Payrolls in the U.S. climbed less than projected in August after smaller gains the prior two months, indicating companies are being deliberate in their hiring as they wait for a pickup in demand. The unemployment rate unexpectedly fell as more people left the labor force.
The gain of 169,000 workers last month followed a revised 104,000 rise in July that was smaller than initially estimated, Labor Department figures showed today in Washington. The median forecast of 96 economists surveyed by Bloomberg called for an August increase of 180,000. Unemployment dropped to 7.3 percent, the lowest since December 2008.
Treasuries and stock futures rose as investors curbed bets that the Federal Reserve will start to reduce its $85 billion monthly pace of bond purchases at its Sept. 17-18 meeting.
“The Fed is certainly going to want to get more information before they make this move, particularly given how violent the financial-market reaction has been to tapering,” said Julia Coronado, New York-based chief economist for North America at BNP Paribas and a former Fed economist. “You’re not going to play Russian roulette with the U.S. economy and risk another backlash in interest rates.”

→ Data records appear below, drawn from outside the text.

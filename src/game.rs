use anyhow::{Context, Result};
use rand::Rng;
use std::io::{BufRead, Write};
use tracing::{debug, info, warn};

use crate::config::ClearMode;
use crate::input::{self, InputError, QUIT};
use crate::puzzle::{Board, Direction};

pub const FAREWELL: &str = "\n\nBye\n\n";
pub const VICTORY: &str = "\n\nYou won!!!\n\n";

#[derive(Debug, Clone, Copy, PartialEq, Eq)]
pub enum Outcome {
    Won,
    Quit,
}

#[derive(Debug, Clone, Copy, PartialEq, Eq)]
enum State {
    AwaitingInput,
    Moving(Direction),
    Won,
    Quit,
}

pub struct Game<R, W> {
    board: Board,
    input: R,
    output: W,
    clear: ClearMode,
}

impl<R: BufRead, W: Write> Game<R, W> {
    pub fn new(input: R, output: W, clear: ClearMode) -> Self {
        Self::with_board(Board::new(), input, output, clear)
    }

    pub fn with_board(board: Board, input: R, output: W, clear: ClearMode) -> Self {
        Self {
            board,
            input,
            output,
            clear,
        }
    }

    pub fn board(&self) -> &Board {
        &self.board
    }

    /// Shuffles the board, then plays until the player wins or quits.
    pub fn run<G: Rng + ?Sized>(&mut self, rng: &mut G) -> Result<Outcome> {
        self.board.randomize(rng);
        self.play()
    }

    /// Plays from the current board without shuffling it.
    pub fn play(&mut self) -> Result<Outcome> {
        self.render()?;

        let mut state = self.after_render();
        loop {
            state = match state {
                State::AwaitingInput => match input::read_command(&mut self.input) {
                    Ok(QUIT) => State::Quit,
                    Ok(c) => State::Moving(input::to_direction(c)),
                    Err(InputError::Exhausted) => {
                        warn!("console input closed, quitting");
                        State::Quit
                    }
                    Err(err) => return Err(err).context("reading command"),
                },
                State::Moving(direction) => {
                    if self.board.attempt_move(direction) {
                        self.render()?;
                        self.after_render()
                    } else {
                        debug!(%direction, "no tile to slide");
                        State::AwaitingInput
                    }
                }
                State::Won => {
                    info!("puzzle solved");
                    self.finish(VICTORY)?;
                    return Ok(Outcome::Won);
                }
                State::Quit => {
                    info!("player quit");
                    self.finish(FAREWELL)?;
                    return Ok(Outcome::Quit);
                }
            };
        }
    }

    fn after_render(&self) -> State {
        if self.board.is_solved() {
            State::Won
        } else {
            State::AwaitingInput
        }
    }

    fn render(&mut self) -> Result<()> {
        self.board
            .render(&mut self.output, &self.clear)
            .context("drawing board")?;
        self.output.flush().context("flushing console")
    }

    fn finish(&mut self, message: &str) -> Result<()> {
        self.output
            .write_all(message.as_bytes())
            .context("writing final message")?;
        self.output.flush().context("flushing console")
    }
}

#[cfg(test)]
mod tests {
    use super::*;
    use rand::{rngs::StdRng, SeedableRng};
    use std::io::Cursor;

    fn rendered(board: &Board, clear: ClearMode) -> String {
        let mut out = Vec::new();
        board.render(&mut out, &clear).unwrap();
        String::from_utf8(out).unwrap()
    }

    fn one_move_from_solved() -> Board {
        let mut board = Board::new();
        assert!(board.attempt_move(Direction::Right));
        board
    }

    #[test]
    fn quit_after_shuffle() {
        let mut rng = StdRng::seed_from_u64(9);
        let mut game = Game::new(Cursor::new("q\n"), Vec::new(), ClearMode::BlankLines(25));

        assert_eq!(game.run(&mut rng).unwrap(), Outcome::Quit);

        let board = *game.board();
        let output = String::from_utf8(game.output).unwrap();
        let expected = format!("{}{}", rendered(&board, ClearMode::BlankLines(25)), FAREWELL);
        assert_eq!(output, expected);
    }

    #[test]
    fn winning_move_renders_then_congratulates() {
        let start = one_move_from_solved();
        let clear = ClearMode::BlankLines(1);
        let mut game = Game::with_board(start, Cursor::new("a\n"), Vec::new(), clear);

        assert_eq!(game.play().unwrap(), Outcome::Won);
        assert!(game.board().is_solved());

        let output = String::from_utf8(game.output).unwrap();
        let expected = format!(
            "{}{}{}",
            rendered(&start, clear),
            rendered(&Board::SOLVED, clear),
            VICTORY
        );
        assert_eq!(output, expected);
    }

    #[test]
    fn rejected_and_invalid_input_do_not_redraw() {
        let start = one_move_from_solved();
        let clear = ClearMode::BlankLines(0);
        let input = Cursor::new("x\nw\n\nw\nq\n");
        let mut game = Game::with_board(start, input, Vec::new(), clear);

        assert_eq!(game.play().unwrap(), Outcome::Quit);
        assert_eq!(*game.board(), start);

        let output = String::from_utf8(game.output).unwrap();
        assert_eq!(output, format!("{}{}", rendered(&start, clear), FAREWELL));
    }

    #[test]
    fn each_accepted_move_redraws() {
        let start = one_move_from_solved();
        let clear = ClearMode::BlankLines(0);
        let mut game = Game::with_board(start, Cursor::new("s\nw\nq\n"), Vec::new(), clear);

        assert_eq!(game.play().unwrap(), Outcome::Quit);

        let mut after_down = start;
        assert!(after_down.attempt_move(Direction::Down));
        let output = String::from_utf8(game.output).unwrap();
        let expected = format!(
            "{}{}{}{}",
            rendered(&start, clear),
            rendered(&after_down, clear),
            rendered(&start, clear),
            FAREWELL
        );
        assert_eq!(output, expected);
    }

    #[test]
    fn exhausted_input_quits() {
        let mut game = Game::with_board(
            one_move_from_solved(),
            Cursor::new("x\n"),
            Vec::new(),
            ClearMode::BlankLines(0),
        );

        assert_eq!(game.play().unwrap(), Outcome::Quit);
        assert!(String::from_utf8(game.output).unwrap().ends_with(FAREWELL));
    }

    #[test]
    fn undecodable_input_is_ignored() {
        let start = one_move_from_solved();
        let clear = ClearMode::BlankLines(0);
        let input = Cursor::new(&b"\xe9\n\xff\xfe\nq\n"[..]);
        let mut game = Game::with_board(start, input, Vec::new(), clear);

        assert_eq!(game.play().unwrap(), Outcome::Quit);
        assert_eq!(*game.board(), start);
        let output = String::from_utf8(game.output).unwrap();
        assert_eq!(output, format!("{}{}", rendered(&start, clear), FAREWELL));
    }

    #[test]
    fn solved_board_wins_without_reading_input() {
        let mut game = Game::new(Cursor::new(""), Vec::new(), ClearMode::BlankLines(0));

        assert_eq!(game.play().unwrap(), Outcome::Won);
        assert!(String::from_utf8(game.output).unwrap().ends_with(VICTORY));
    }
}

The benchmark U.S. 10-year yield fell 11 basis points, or 0.11 percentage point, to 2.88 percent at 8:58 a.m. in New York. The yield earlier touched 3.005 percent, breaching 3 percent for the first time since July 2011. The contract on the Standard & Poor’s 500 Index expiring this month gained 0.6 percent to 1,662.40.
The unemployment rate, derived from a Labor Department survey of households rather than employers, was forecast to hold at 7.4 percent, according to the Bloomberg survey median.